Start of MATERIAL PROVIDED

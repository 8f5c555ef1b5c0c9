use tracing_subscriber::{layer::SubscriberExt, util::SubscriberInitExt, EnvFilter};

// The game screen owns stdout, so logs go to stderr.

fn default_filter(verbose: bool) -> EnvFilter {
    EnvFilter::try_from_default_env().unwrap_or_else(|_| {
        if verbose {
            EnvFilter::new("enter_rush=debug,warn")
        } else {
            EnvFilter::new("enter_rush=warn")
        }
    })
}

pub fn init_cli_logger(verbose: bool) {
    tracing_subscriber::registry()
        .with(default_filter(verbose))
        .with(
            tracing_subscriber::fmt::layer()
                .with_writer(std::io::stderr)
                .with_target(false)
                .with_thread_ids(false)
                .with_file(false)
                .with_line_number(false)
                .compact(),
        )
        .init();
}

pub fn init_json_logger(verbose: bool) {
    tracing_subscriber::registry()
        .with(default_filter(verbose))
        .with(
            tracing_subscriber::fmt::layer()
                .with_writer(std::io::stderr)
                .with_target(false)
                .with_thread_ids(false)
                .with_file(false)
                .with_line_number(false)
                .json(),
        )
        .init();
}
use crate::domain::model::{GameEvent, TimerToken};
use crate::utils::error::Result;
use async_trait::async_trait;
use std::time::Duration;

/// Timer service: deliver `token` back to the sequencer after `delay`.
///
/// Implementations never cancel anything. Stale tokens are filtered by the
/// sequencer when they fire.
pub trait Scheduler {
    fn schedule(&mut self, delay: Duration, token: TimerToken);
}

/// Receives state-change notifications as the sequencer emits them.
pub trait Notifier {
    fn notify(&mut self, event: GameEvent);
}

/// Renders notifications for a human. Rendering may block on I/O, hence async.
#[async_trait]
pub trait Presenter: Send {
    async fn present(&mut self, event: &GameEvent) -> Result<()>;
}

impl<F> Notifier for F
where
    F: FnMut(GameEvent),
{
    fn notify(&mut self, event: GameEvent) {
        self(event)
    }
}
#[cfg(test)]
mod tests {
    use super::*;

    #[derive(Default)]
    struct RecordingScheduler {
        scheduled: Vec<(Duration, TimerToken)>,
    }

    impl Scheduler for RecordingScheduler {
        fn schedule(&mut self, delay: Duration, token: TimerToken) {
            self.scheduled.push((delay, token));
        }
    }

    #[derive(Default)]
    struct RecordingNotifier {
        events: Vec<GameEvent>,
    }

    impl Notifier for RecordingNotifier {
        fn notify(&mut self, event: GameEvent) {
            self.events.push(event);
        }
    }

    type TestSequencer = RoundSequencer<RecordingScheduler, RecordingNotifier>;

    fn sequencer() -> TestSequencer {
        RoundSequencer::with_seed(RecordingScheduler::default(), RecordingNotifier::default(), 42)
    }

    fn last_timer(seq: &TestSequencer) -> (Duration, TimerToken) {
        *seq.scheduler().scheduled.last().expect("nothing scheduled")
    }

    fn fire_last(seq: &mut TestSequencer) -> Step {
        let (_, token) = last_timer(seq);
        seq.fire(token);
        token.step
    }

    /// Fire timers until the current round is active.
    fn advance_to_active(seq: &mut TestSequencer) {
        for _ in 0..4 {
            if seq.round_active() {
                return;
            }
            fire_last(seq);
        }
        assert!(seq.round_active(), "round never became active");
    }

    fn play_to_end(seq: &mut TestSequencer, presses_per_round: u32) {
        for _ in 0..100 {
            if seq.phase() == Phase::Finished {
                return;
            }
            if seq.round_active() {
                for _ in 0..presses_per_round {
                    seq.register_input();
                }
            }
            fire_last(seq);
        }
        panic!("game did not finish");
    }

    #[test]
    fn test_starts_idle() {
        let seq = sequencer();
        assert_eq!(seq.phase(), Phase::Idle);
        assert!(seq.start_enabled());
        assert!(seq.summary().is_none());
        assert!(seq.scheduler().scheduled.is_empty());
    }

    #[test]
    fn test_start_game_schedules_first_round_after_one_second() {
        let mut seq = sequencer();
        seq.start_game();

        let (delay, token) = last_timer(&seq);
        assert_eq!(delay, Duration::from_secs(1));
        assert_eq!(token.step, Step::StartRound);
        assert_eq!(seq.phase(), Phase::Waiting { round: 1 });
        assert!(!seq.start_enabled());
        assert_eq!(seq.snapshot().current_round, 0);
        assert!(matches!(
            seq.notifier().events[0],
            GameEvent::GameStarted { total_rounds: 10, .. }
        ));
    }

    #[test]
    fn test_completed_game_has_one_result_per_round() {
        let mut seq = sequencer();
        seq.start_game();
        play_to_end(&mut seq, 2);

        let summary = seq.summary().unwrap();
        assert_eq!(summary.results.len(), defaults::TOTAL_ROUNDS as usize);
        assert!(summary.results.iter().all(|&c| c == 2));
        assert_eq!(summary.mean, 2.0);
        assert!(seq.start_enabled());
        assert!(matches!(
            seq.notifier().events.last(),
            Some(GameEvent::Finished { .. })
        ));
    }

    #[test]
    fn test_phase_timings() {
        let mut seq = sequencer();
        seq.start_game();
        play_to_end(&mut seq, 0);

        let scheduled = &seq.scheduler().scheduled;
        // start delay + (wait, window, pause) per round
        assert_eq!(scheduled.len(), 1 + 3 * defaults::TOTAL_ROUNDS as usize);
        for (delay, token) in scheduled {
            match token.step {
                Step::ActivateRound => {
                    assert!(defaults::WAIT_SECS.contains(&delay.as_secs()));
                    assert_eq!(delay.subsec_nanos(), 0);
                }
                Step::EndRound => assert_eq!(*delay, Duration::from_secs(3)),
                Step::StartRound => assert_eq!(*delay, Duration::from_secs(1)),
            }
        }
    }

    #[test]
    fn test_results_track_current_round() {
        let mut seq = sequencer();
        seq.start_game();

        for _ in 0..defaults::TOTAL_ROUNDS {
            fire_last(&mut seq);
            let snapshot = seq.snapshot();
            assert!(matches!(snapshot.phase, Phase::Waiting { .. }));
            assert_eq!(snapshot.results.len() as u32, snapshot.current_round - 1);

            fire_last(&mut seq);
            let snapshot = seq.snapshot();
            assert!(snapshot.phase.round_active());
            assert_eq!(snapshot.results.len() as u32, snapshot.current_round - 1);

            fire_last(&mut seq);
        }
    }

    #[test]
    fn test_presses_after_window_do_not_count() {
        let mut seq = sequencer();
        seq.start_game();
        advance_to_active(&mut seq);

        for _ in 0..5 {
            assert!(seq.register_input());
        }
        assert_eq!(fire_last(&mut seq), Step::EndRound);

        assert!(!seq.register_input());
        assert!(!seq.register_input());
        assert_eq!(seq.snapshot().results, vec![5]);
    }

    #[test]
    fn test_presses_while_waiting_are_ignored() {
        let mut seq = sequencer();
        seq.start_game();
        fire_last(&mut seq);
        assert_eq!(seq.phase(), Phase::Waiting { round: 1 });

        let before = seq.notifier().events.len();
        assert!(!seq.register_input());
        assert_eq!(seq.snapshot().click_count, 0);
        assert_eq!(seq.notifier().events.len(), before);
    }

    #[test]
    fn test_input_before_any_game_changes_nothing() {
        let mut seq = sequencer();
        let before = seq.snapshot();

        assert!(!seq.register_input());
        assert_eq!(seq.snapshot(), before);
        assert!(seq.notifier().events.is_empty());
    }

    #[test]
    fn test_restart_makes_old_timers_inert() {
        let mut seq = sequencer();
        seq.start_game();
        advance_to_active(&mut seq);
        seq.register_input();
        let (_, stale) = last_timer(&seq);
        let old_session = seq.session();

        seq.start_game();
        assert_ne!(seq.session(), old_session);
        let snapshot = seq.snapshot();
        assert_eq!(snapshot.current_round, 0);
        assert!(snapshot.results.is_empty());

        let scheduled_before = seq.scheduler().scheduled.len();
        let events_before = seq.notifier().events.len();
        seq.fire(stale);
        assert_eq!(seq.snapshot(), snapshot);
        assert_eq!(seq.scheduler().scheduled.len(), scheduled_before);
        assert_eq!(seq.notifier().events.len(), events_before);
    }

    #[test]
    fn test_start_game_twice_in_succession() {
        let mut seq = sequencer();
        seq.start_game();
        let (_, first) = last_timer(&seq);
        seq.start_game();

        seq.fire(first);
        assert_eq!(seq.snapshot().current_round, 0);

        fire_last(&mut seq);
        assert_eq!(seq.snapshot().current_round, 1);
        play_to_end(&mut seq, 1);
        assert_eq!(seq.summary().unwrap().results.len(), 10);
    }

    #[test]
    fn test_timer_fired_twice_acts_once() {
        let mut seq = sequencer();
        seq.start_game();
        let (_, token) = last_timer(&seq);

        seq.fire(token);
        seq.fire(token);
        assert_eq!(seq.snapshot().current_round, 1);
    }

    #[test]
    fn test_steps_are_inert_when_not_active() {
        let mut seq = sequencer();
        seq.start_round();
        seq.activate_round();
        seq.end_round();

        assert_eq!(seq.phase(), Phase::Idle);
        assert!(seq.snapshot().results.is_empty());
        assert!(seq.scheduler().scheduled.is_empty());
    }

    #[test]
    fn test_end_game_outside_a_game_is_inert() {
        let mut seq = sequencer();
        seq.end_game();
        assert_eq!(seq.phase(), Phase::Idle);
        assert!(seq.summary().is_none());
        assert!(seq.notifier().events.is_empty());

        seq.start_game();
        play_to_end(&mut seq, 2);
        let events = seq.notifier().events.len();
        seq.end_game();
        assert_eq!(seq.notifier().events.len(), events);
        assert_eq!(seq.summary().unwrap().results.len(), 10);
    }

    #[test]
    fn test_late_timer_after_finish_is_inert() {
        let mut seq = sequencer();
        seq.start_game();
        play_to_end(&mut seq, 3);
        let (_, token) = last_timer(&seq);

        seq.fire(token);
        assert_eq!(seq.phase(), Phase::Finished);
        assert_eq!(seq.summary().unwrap().results.len(), 10);
    }

    #[test]
    fn test_restart_after_finish_clears_summary() {
        let mut seq = sequencer();
        seq.start_game();
        play_to_end(&mut seq, 1);
        assert!(seq.summary().is_some());

        seq.start_game();
        assert!(seq.summary().is_none());
        assert_eq!(seq.phase(), Phase::Waiting { round: 1 });
    }

    #[test]
    fn test_same_seed_same_delays() {
        let delays = |seed| {
            let mut seq = RoundSequencer::with_seed(
                RecordingScheduler::default(),
                RecordingNotifier::default(),
                seed,
            );
            seq.start_game();
            play_to_end(&mut seq, 0);
            seq.scheduler()
                .scheduled
                .iter()
                .map(|(d, _)| *d)
                .collect::<Vec<_>>()
        };
        assert_eq!(delays(7), delays(7));
    }

    #[test]
    fn test_closure_notifier() {
        let mut seen = Vec::new();
        {
            let mut seq = RoundSequencer::with_seed(
                RecordingScheduler::default(),
                |e: GameEvent| seen.push(e),
                1,
            );
            seq.start_game();
        }
        assert_eq!(seen.len(), 1);
    }
}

End of MATERIAL PROVIDED

PROBLEM DETAILS | On how many lines of the material does the word "crate" appear? Reply with the number alone.

ANSWER | 2